//! Shared value objects.

mod identifiers;
mod symbol;

pub use identifiers::{LinkGroupId, OrderId, OwnerId, StrategyId, TradeId};
pub use symbol::Symbol;
//! Liquidity side of a fill.

use serde::{Deserialize, Serialize};
use std::fmt;

/// Whether a fill added or removed liquidity.
#[derive(Debug, Clone, Copy, PartialEq, Eq, Hash, Serialize, Deserialize)]
#[serde(rename_all = "SCREAMING_SNAKE_CASE")]
pub enum LiquiditySide {
    /// Resting order matched later.
    Maker,
    /// Fill produced on submission or by a triggered stop.
    Taker,
}

impl fmt::Display for LiquiditySide {
    fn fmt(&self, f: &mut fmt::Formatter<'_>) -> fmt::Result {
        match self {
            Self::Maker => write!(f, "MAKER"),
            Self::Taker => write!(f, "TAKER"),
        }
    }
}
//! Slice retry policy with exponential backoff.
//!
//! A slice whose placement fails transiently (market data unavailable) is
//! retried after `initial * multiplier^attempt` milliseconds, capped and
//! jittered. When attempts run out the slice is recorded as failed.

use std::time::Duration;

use rand::Rng;
use serde::{Deserialize, Serialize};

/// Retry policy for unplaced slices.
#[derive(Debug, Clone, PartialEq, Serialize, Deserialize)]
#[serde(default)]
pub struct SliceRetryPolicy {
    /// Maximum number of retries after the first attempt (default: 3).
    pub max_attempts: u32,
    /// Initial backoff in milliseconds (default: 250).
    pub initial_backoff_ms: u64,
    /// Maximum backoff in milliseconds (default: 10s).
    pub max_backoff_ms: u64,
    /// Backoff multiplier for exponential growth (default: 2.0).
    pub backoff_multiplier: f64,
    /// Jitter factor for randomization (default: 0.2 = ±20%).
    pub jitter_factor: f64,
}

impl Default for SliceRetryPolicy {
    fn default() -> Self {
        Self {
            max_attempts: 3,
            initial_backoff_ms: 250,
            max_backoff_ms: 10_000,
            backoff_multiplier: 2.0,
            jitter_factor: 0.2,
        }
    }
}

impl SliceRetryPolicy {
    /// Policy that never retries.
    #[must_use]
    pub fn no_retry() -> Self {
        Self {
            max_attempts: 0,
            ..Self::default()
        }
    }

    /// Fresh backoff calculator for one slice.
    #[must_use]
    pub fn backoff(&self) -> ExponentialBackoffCalculator {
        ExponentialBackoffCalculator::new(self)
    }
}

/// Calculator for exponential backoff with jitter.
#[derive(Debug)]
pub struct ExponentialBackoffCalculator {
    current_attempt: u32,
    max_attempts: u32,
    initial_backoff_ms: u64,
    max_backoff_ms: u64,
    backoff_multiplier: f64,
    jitter_factor: f64,
}

impl ExponentialBackoffCalculator {
    /// Create a new backoff calculator from a retry policy.
    #[must_use]
    pub const fn new(policy: &SliceRetryPolicy) -> Self {
        Self {
            current_attempt: 0,
            max_attempts: policy.max_attempts,
            initial_backoff_ms: policy.initial_backoff_ms,
            max_backoff_ms: policy.max_backoff_ms,
            backoff_multiplier: policy.backoff_multiplier,
            jitter_factor: policy.jitter_factor,
        }
    }

    /// Get the next backoff duration with jitter.
    ///
    /// Returns `None` if max attempts exceeded.
    pub fn next_backoff(&mut self) -> Option<Duration> {
        if self.current_attempt >= self.max_attempts {
            return None;
        }

        let base_backoff_ms = self.calculate_base_backoff_ms();
        let jittered_ms = self.apply_jitter(base_backoff_ms);
        let capped_ms = jittered_ms.min(self.max_backoff_ms);

        self.current_attempt += 1;

        Some(Duration::from_millis(capped_ms))
    }

    fn calculate_base_backoff_ms(&self) -> u64 {
        let multiplier = self.backoff_multiplier.powi(self.current_attempt as i32);
        let backoff = (self.initial_backoff_ms as f64 * multiplier) as u64;
        backoff.min(self.max_backoff_ms)
    }

    /// Random value in `[backoff * (1 - jitter), backoff * (1 + jitter)]`.
    fn apply_jitter(&self, backoff_ms: u64) -> u64 {
        let jitter_range = backoff_ms as f64 * self.jitter_factor;
        if jitter_range <= 0.0 {
            return backoff_ms;
        }
        let min = (backoff_ms as f64 - jitter_range).max(0.0);
        let max = backoff_ms as f64 + jitter_range;
        rand::rng().random_range(min..=max) as u64
    }

    /// Retries consumed so far.
    #[must_use]
    pub const fn current_attempt(&self) -> u32 {
        self.current_attempt
    }

    /// Check if more retries are available.
    #[must_use]
    pub const fn has_remaining_attempts(&self) -> bool {
        self.current_attempt < self.max_attempts
    }
}
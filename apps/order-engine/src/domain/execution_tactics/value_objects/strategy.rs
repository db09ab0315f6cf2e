//! Strategy kind and status.

use serde::{Deserialize, Serialize};
use std::fmt;
use std::str::FromStr;

use crate::domain::execution_tactics::errors::TacticError;

/// Algorithmic strategy kind.
#[derive(Debug, Clone, Copy, PartialEq, Eq, Hash, Serialize, Deserialize)]
#[serde(rename_all = "SCREAMING_SNAKE_CASE")]
pub enum StrategyKind {
    /// Time-weighted slices.
    Twap,
    /// Volume-weighted slices.
    Vwap,
    /// Linked limit + stop pair.
    Oco,
}

impl FromStr for StrategyKind {
    type Err = TacticError;

    fn from_str(s: &str) -> Result<Self, Self::Err> {
        match s.trim().to_ascii_lowercase().as_str() {
            "twap" => Ok(Self::Twap),
            "vwap" => Ok(Self::Vwap),
            "oco" => Ok(Self::Oco),
            _ => Err(TacticError::UnknownStrategy {
                name: s.to_string(),
            }),
        }
    }
}

impl fmt::Display for StrategyKind {
    fn fmt(&self, f: &mut fmt::Formatter<'_>) -> fmt::Result {
        match self {
            Self::Twap => write!(f, "TWAP"),
            Self::Vwap => write!(f, "VWAP"),
            Self::Oco => write!(f, "OCO"),
        }
    }
}

/// Strategy run status.
#[derive(Debug, Clone, Copy, PartialEq, Eq, Hash, Serialize, Deserialize)]
#[serde(rename_all = "SCREAMING_SNAKE_CASE")]
pub enum StrategyStatus {
    /// Slices still scheduled.
    Running,
    /// Every slice was attempted and placed.
    Completed,
    /// Cancelled by the owner; unfired slices never placed.
    Cancelled,
    /// At least one slice could not be placed after retries.
    Degraded,
}

impl StrategyStatus {
    /// Returns true once no further slices will be placed.
    #[must_use]
    pub const fn is_finished(&self) -> bool {
        !matches!(self, Self::Running)
    }
}

impl fmt::Display for StrategyStatus {
    fn fmt(&self, f: &mut fmt::Formatter<'_>) -> fmt::Result {
        match self {
            Self::Running => write!(f, "RUNNING"),
            Self::Completed => write!(f, "COMPLETED"),
            Self::Cancelled => write!(f, "CANCELLED"),
            Self::Degraded => write!(f, "DEGRADED"),
        }
    }
}
//! Order Engine Binary
//!
//! Runs the engine against an in-memory market seeded from configuration
//! and serves JSON-line commands on stdin. Each command produces one JSON
//! line on stdout; logs go to stderr.
//!
//! # Usage
//!
//! ```bash
//! echo '{"op":"market_data"}' | cargo run --bin order-engine
//! ```
//!
//! # Environment Variables
//!
//! - `ORDER_ENGINE_CONFIG`: Path to the YAML config (default: `config.yaml`
//!   when present, built-in defaults otherwise)
//! - `RUST_LOG`: Log filter (overrides `observability.logging.level`)

use std::path::Path;
use std::sync::Arc;
use std::time::Duration;

use anyhow::Context;
use chrono::Utc;
use order_engine::application::ports::MarketDataPort;
use order_engine::config::{Config, load_config};
use order_engine::domain::order_execution::value_objects::OrderStatus;
use order_engine::infrastructure::{
    InMemoryMarketData, InMemoryOrderStore, InMemoryTradeStore, SystemClock,
};
use order_engine::telemetry::init_tracing;
use order_engine::{
    AlgoParams, EngineError, OrderId, OrderSpec, OwnerId, StrategyId, Symbol, TradingFacade,
};
use rust_decimal::Decimal;
use serde::{Deserialize, Serialize};
use tokio::io::{AsyncBufReadExt, BufReader};
use tokio::task::JoinHandle;
use tokio_util::sync::CancellationToken;

/// One stdin command.
#[derive(Debug, Deserialize)]
#[serde(tag = "op", rename_all = "snake_case")]
enum Command {
    PlaceOrder(OrderSpec),
    CancelOrder {
        order_id: OrderId,
        owner: OwnerId,
    },
    GetOrder {
        order_id: OrderId,
    },
    ListOrders {
        owner: OwnerId,
        #[serde(default)]
        status: Option<OrderStatus>,
    },
    ListTrades {
        owner: OwnerId,
    },
    ExecuteAlgo {
        strategy: String,
        params: AlgoParams,
    },
    StrategySummary {
        strategy_id: StrategyId,
    },
    AwaitStrategy {
        strategy_id: StrategyId,
    },
    CancelStrategy {
        strategy_id: StrategyId,
        owner: OwnerId,
    },
    MarketData {
        #[serde(default)]
        symbol: Option<Symbol>,
    },
    OrderBook {
        symbol: Symbol,
        #[serde(default)]
        depth: Option<usize>,
    },
    Statistics {
        owner: OwnerId,
    },
    SetPrice {
        symbol: Symbol,
        price: Decimal,
    },
    SetAvailability {
        symbol: Symbol,
        available: bool,
    },
}

/// One stdout response line.
#[derive(Debug, Serialize)]
struct Reply {
    ok: bool,
    #[serde(skip_serializing_if = "Option::is_none")]
    result: Option<serde_json::Value>,
    #[serde(skip_serializing_if = "Option::is_none")]
    error: Option<order_engine::error::ErrorResponse>,
}

impl Reply {
    fn from_result<T: Serialize>(result: Result<T, EngineError>) -> Self {
        match result {
            Ok(value) => match serde_json::to_value(value) {
                Ok(value) => Self {
                    ok: true,
                    result: Some(value),
                    error: None,
                },
                Err(e) => Self::failure(&EngineError::internal(e.to_string())),
            },
            Err(e) => Self::failure(&e),
        }
    }

    fn failure(error: &EngineError) -> Self {
        Self {
            ok: false,
            result: None,
            error: Some(error.to_response()),
        }
    }

    fn emit(&self) {
        match serde_json::to_string(self) {
            Ok(line) => println!("{line}"),
            Err(e) => tracing::error!(error = %e, "Failed to serialize reply"),
        }
    }
}

struct Engine {
    facade: Arc<TradingFacade>,
    market: Arc<InMemoryMarketData>,
}

impl Engine {
    fn handle(&self, command: Command) {
        let facade = &self.facade;
        let reply = match command {
            Command::PlaceOrder(spec) => Reply::from_result(facade.place_order(spec)),
            Command::CancelOrder { order_id, owner } => {
                Reply::from_result(facade.cancel_order(&order_id, &owner))
            }
            Command::GetOrder { order_id } => Reply::from_result(facade.get_order(&order_id)),
            Command::ListOrders { owner, status } => {
                Reply::from_result(Ok(facade.list_orders(&owner, status)))
            }
            Command::ListTrades { owner } => Reply::from_result(Ok(facade.list_trades(&owner))),
            Command::ExecuteAlgo { strategy, params } => {
                Reply::from_result(facade.execute_algo(&strategy, params))
            }
            Command::StrategySummary { strategy_id } => {
                Reply::from_result(facade.strategy_summary(&strategy_id))
            }
            Command::AwaitStrategy { strategy_id } => {
                let facade = Arc::clone(facade);
                tokio::spawn(async move {
                    Reply::from_result(facade.await_strategy(&strategy_id).await).emit();
                });
                return;
            }
            Command::CancelStrategy { strategy_id, owner } => {
                Reply::from_result(facade.cancel_strategy(&strategy_id, &owner))
            }
            Command::MarketData { symbol } => {
                Reply::from_result(facade.get_market_data(symbol.as_ref()))
            }
            Command::OrderBook { symbol, depth } => {
                Reply::from_result(facade.get_order_book(&symbol, depth))
            }
            Command::Statistics { owner } => {
                Reply::from_result(facade.get_trading_statistics(&owner))
            }
            Command::SetPrice { symbol, price } => {
                let result = self
                    .market
                    .reprice(&symbol, price, Utc::now())
                    .map_err(EngineError::from)
                    .and_then(|()| facade.reevaluate(&symbol));
                Reply::from_result(result.map(|fills| serde_json::json!({ "fills": fills })))
            }
            Command::SetAvailability { symbol, available } => {
                self.market.set_unavailable(&symbol, !available);
                Reply::from_result(self.market.snapshot(&symbol).map_err(EngineError::from))
            }
        };
        reply.emit();
    }
}

#[tokio::main]
async fn main() -> anyhow::Result<()> {
    let config = read_config()?;
    init_tracing(&config.observability.logging)?;

    tracing::info!(
        instruments = config.market.instruments.len(),
        maker_rate = %config.fees.maker_rate,
        taker_rate = %config.fees.taker_rate,
        "Starting order engine"
    );

    let market = Arc::new(InMemoryMarketData::seeded(
        config.seed_instruments(),
        Utc::now(),
    ));
    let facade = Arc::new(TradingFacade::new(
        config.engine_settings(),
        Arc::new(InMemoryOrderStore::new()),
        Arc::new(InMemoryTradeStore::new()),
        Arc::clone(&market) as Arc<dyn MarketDataPort>,
        Arc::new(SystemClock),
    ));

    let shutdown = CancellationToken::new();
    let housekeeping = spawn_housekeeping(
        Arc::clone(&facade),
        Duration::from_millis(config.engine.housekeeping_interval_ms),
        shutdown.clone(),
    );

    let engine = Engine { facade, market };
    tokio::select! {
        result = command_loop(&engine) => result?,
        result = tokio::signal::ctrl_c() => {
            result.context("failed to listen for Ctrl+C")?;
            tracing::info!("Received Ctrl+C, shutting down");
        }
    }

    shutdown.cancel();
    if let Err(e) = housekeeping.await {
        tracing::warn!(error = %e, "Housekeeping task ended abnormally");
    }
    tracing::info!("Order engine stopped");
    Ok(())
}

fn read_config() -> anyhow::Result<Config> {
    if let Ok(path) = std::env::var("ORDER_ENGINE_CONFIG") {
        return load_config(Some(&path)).with_context(|| format!("loading {path}"));
    }
    if Path::new("config.yaml").exists() {
        return load_config(None).context("loading config.yaml");
    }
    Ok(Config::default())
}

/// Read commands until EOF.
async fn command_loop(engine: &Engine) -> anyhow::Result<()> {
    let mut lines = BufReader::new(tokio::io::stdin()).lines();
    while let Some(line) = lines.next_line().await.context("reading stdin")? {
        let line = line.trim();
        if line.is_empty() {
            continue;
        }
        match serde_json::from_str::<Command>(line) {
            Ok(command) => engine.handle(command),
            Err(e) => {
                tracing::warn!(error = %e, "Malformed command");
                Reply::failure(&EngineError::new(
                    order_engine::ErrorCode::InvalidRequest,
                    format!("malformed command: {e}"),
                ))
                .emit();
            }
        }
    }
    tracing::info!("stdin closed");
    Ok(())
}

/// Expire due DAY orders and re-evaluate resting orders on an interval.
fn spawn_housekeeping(
    facade: Arc<TradingFacade>,
    interval: Duration,
    shutdown: CancellationToken,
) -> JoinHandle<()> {
    tokio::spawn(async move {
        let mut ticker = tokio::time::interval(interval);
        ticker.set_missed_tick_behavior(tokio::time::MissedTickBehavior::Delay);
        loop {
            tokio::select! {
                () = shutdown.cancelled() => break,
                _ = ticker.tick() => {
                    let (expired, fills) = facade.housekeeping();
                    if expired > 0 || fills > 0 {
                        tracing::debug!(expired, fills, "Housekeeping pass");
                    }
                }
            }
        }
    })
}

**WHAT YOU WILL DO**
The answer should consist solely of the lines from the first line above through the one with "pub fn no_retry()", both included, repeated exactly.

**RESPONSE**
//! Shared value objects.

mod identifiers;
mod symbol;

pub use identifiers::{LinkGroupId, OrderId, OwnerId, StrategyId, TradeId};
pub use symbol::Symbol;
//! Liquidity side of a fill.

use serde::{Deserialize, Serialize};
use std::fmt;

/// Whether a fill added or removed liquidity.
#[derive(Debug, Clone, Copy, PartialEq, Eq, Hash, Serialize, Deserialize)]
#[serde(rename_all = "SCREAMING_SNAKE_CASE")]
pub enum LiquiditySide {
    /// Resting order matched later.
    Maker,
    /// Fill produced on submission or by a triggered stop.
    Taker,
}

impl fmt::Display for LiquiditySide {
    fn fmt(&self, f: &mut fmt::Formatter<'_>) -> fmt::Result {
        match self {
            Self::Maker => write!(f, "MAKER"),
            Self::Taker => write!(f, "TAKER"),
        }
    }
}
//! Slice retry policy with exponential backoff.
//!
//! A slice whose placement fails transiently (market data unavailable) is
//! retried after `initial * multiplier^attempt` milliseconds, capped and
//! jittered. When attempts run out the slice is recorded as failed.

use std::time::Duration;

use rand::Rng;
use serde::{Deserialize, Serialize};

/// Retry policy for unplaced slices.
#[derive(Debug, Clone, PartialEq, Serialize, Deserialize)]
#[serde(default)]
pub struct SliceRetryPolicy {
    /// Maximum number of retries after the first attempt (default: 3).
    pub max_attempts: u32,
    /// Initial backoff in milliseconds (default: 250).
    pub initial_backoff_ms: u64,
    /// Maximum backoff in milliseconds (default: 10s).
    pub max_backoff_ms: u64,
    /// Backoff multiplier for exponential growth (default: 2.0).
    pub backoff_multiplier: f64,
    /// Jitter factor for randomization (default: 0.2 = ±20%).
    pub jitter_factor: f64,
}

impl Default for SliceRetryPolicy {
    fn default() -> Self {
        Self {
            max_attempts: 3,
            initial_backoff_ms: 250,
            max_backoff_ms: 10_000,
            backoff_multiplier: 2.0,
            jitter_factor: 0.2,
        }
    }
}

impl SliceRetryPolicy {
    /// Policy that never retries.
    #[must_use]
    pub fn no_retry() -> Self {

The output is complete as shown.